The researchers had examined ten Russian cosmonauts - before their flight, immediately afterwards, and again months later, to travel to space. Now they present their results: Longer stays in space therefore do not change the brain of spacers, not just in the short term, as the international team reported in the "New England Journal of Medicine".

Even half a year after the return of the spacemen of long-term missions in space, there would still be "large volume changes", it is said by the Ludwig Maximilian University (LMU) in Munich. Researchers from there were involved in the study. There are, so the doctors report, evidence that the effects on the brain are greater, the longer people are in space.

The researchers observed in the spacers about seven months after their return to Earth, a lesser volume of the so-called gray matter. This is the part of the cerebrum that mainly contains nerve cells. This effect regressed somewhat over the course of half a year after landing - but not completely.

Magnetic Resonance Imaging (MRI) scans also showed that the space in the cerebrum was filled with nerve fluid called CSF. And also on the white matter, which is the part of the brain tissue, which consists mainly of nerve fibers, changes were observed: Immediately after the landing, it did not look like it, but then it was half a year compared to the previous investigations shrunk.

Whether the changes are relevant to the minds of astronauts, is still unclear, according to researchers. According to the information provided so far only changes in the eyesight, which - so the researchers suspect - by the pressure of the extended Nervenwassers on the retina and the optic nerve could have originated.

Between 2014 and 2018, the researchers studied ten Russian astronauts who spent an average of 189 days on the International Space Station. Scans were made before departure and after returning to Earth; at seven of the cosmonauts around half a year later again.

"We are the first to be able to study changes for a long time after landing," said Peter zu Eulenburg, one of the researchers involved.
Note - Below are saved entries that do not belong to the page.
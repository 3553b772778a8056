use serde::Serialize;

use termhub_types::Geometry;

use crate::view::{DisposeError, Snapshot, Surface, TerminalView};

/// Process-unique session id, never reused after a session closes
#[derive(Debug, Clone, Copy, PartialEq, Eq, Hash, PartialOrd, Ord, Serialize)]
pub struct SessionId(pub u64);

impl std::fmt::Display for SessionId {
    fn fmt(&self, f: &mut std::fmt::Formatter<'_>) -> std::fmt::Result {
        write!(f, "{}", self.0)
    }
}

#[derive(Debug, Clone, Copy, PartialEq, Eq, Serialize)]
#[serde(rename_all = "snake_case")]
pub enum SessionPhase {
    Created,
    Active,
    Inactive,
    Closed,
}

/// One interactive terminal
///
/// Holds a live view only while active; otherwise only the snapshot taken
/// when it was last deactivated.
pub struct TerminalSession {
    id: SessionId,
    name: String,
    phase: SessionPhase,
    buffer: Option<Snapshot>,
    view: Option<Box<dyn TerminalView>>,
    last_active: u64,
}

impl TerminalSession {
    pub(crate) fn new(id: SessionId, name: String) -> Self {
        Self {
            id,
            name,
            phase: SessionPhase::Created,
            buffer: None,
            view: None,
            last_active: 0,
        }
    }

    pub fn id(&self) -> SessionId {
        self.id
    }

    pub fn name(&self) -> &str {
        &self.name
    }

    pub fn phase(&self) -> SessionPhase {
        self.phase
    }

    pub fn is_active(&self) -> bool {
        self.phase == SessionPhase::Active
    }

    pub fn has_view(&self) -> bool {
        self.view.is_some()
    }

    pub fn buffer(&self) -> Option<&Snapshot> {
        self.buffer.as_ref()
    }

    /// Visible text of the live view
    pub fn contents(&self) -> Option<String> {
        self.view.as_ref().map(|v| v.contents())
    }

    pub fn geometry(&self) -> Option<Geometry> {
        self.view.as_ref().map(|v| v.geometry())
    }

    pub(crate) fn last_active(&self) -> u64 {
        self.last_active
    }

    pub(crate) fn view_mut(&mut self) -> Option<&mut (dyn TerminalView + 'static)> {
        self.view.as_deref_mut()
    }

    /// Install a fresh view and replay the stored buffer into it
    pub(crate) fn activate(&mut self, mut view: Box<dyn TerminalView>, surface: Surface, tick: u64) {
        view.open(surface);
        if let Some(snapshot) = self.buffer.take() {
            view.write(snapshot.as_bytes());
        }
        self.view = Some(view);
        self.phase = SessionPhase::Active;
        self.last_active = tick;
    }

    /// Capture the screen and drop the view
    ///
    /// The snapshot is kept even when disposal fails.
    pub(crate) fn deactivate(&mut self) -> Result<(), DisposeError> {
        self.phase = SessionPhase::Inactive;
        match self.view.take() {
            Some(mut view) => {
                self.buffer = Some(view.serialize());
                view.dispose()
            }
            None => Ok(()),
        }
    }

    pub(crate) fn close(&mut self) -> Result<(), DisposeError> {
        self.phase = SessionPhase::Closed;
        self.buffer = None;
        match self.view.take() {
            Some(mut view) => view.dispose(),
            None => Ok(()),
        }
    }

    pub fn info(&self) -> SessionInfo {
        SessionInfo {
            id: self.id,
            name: self.name.clone(),
            phase: self.phase,
            has_buffer: self.buffer.is_some(),
        }
    }
}

impl std::fmt::Debug for TerminalSession {
    fn fmt(&self, f: &mut std::fmt::Formatter<'_>) -> std::fmt::Result {
        f.debug_struct("TerminalSession")
            .field("id", &self.id)
            .field("name", &self.name)
            .field("phase", &self.phase)
            .field("has_view", &self.view.is_some())
            .field("has_buffer", &self.buffer.is_some())
            .finish()
    }
}

/// Listing entry for session tabs
#[derive(Debug, Clone, PartialEq, Eq, Serialize)]
pub struct SessionInfo {
    pub id: SessionId,
    pub name: String,
    pub phase: SessionPhase,
    pub has_buffer: bool,
}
To minimize the risks of long-term missions, additional and longer-term studies are essential.

The fact that longer stays in space can change the brain structure of astronauts had already been shown in previous studies. This included a project by the US Space Agency Nasa, in which the University Hospital Frankfurt was involved.

The researchers had observed that astronauts returning from the ISS reported frequent visual disturbances and headaches. The scientists discovered a narrowing of the central furrow in the astronaut's brain, and the brain had shifted upwards.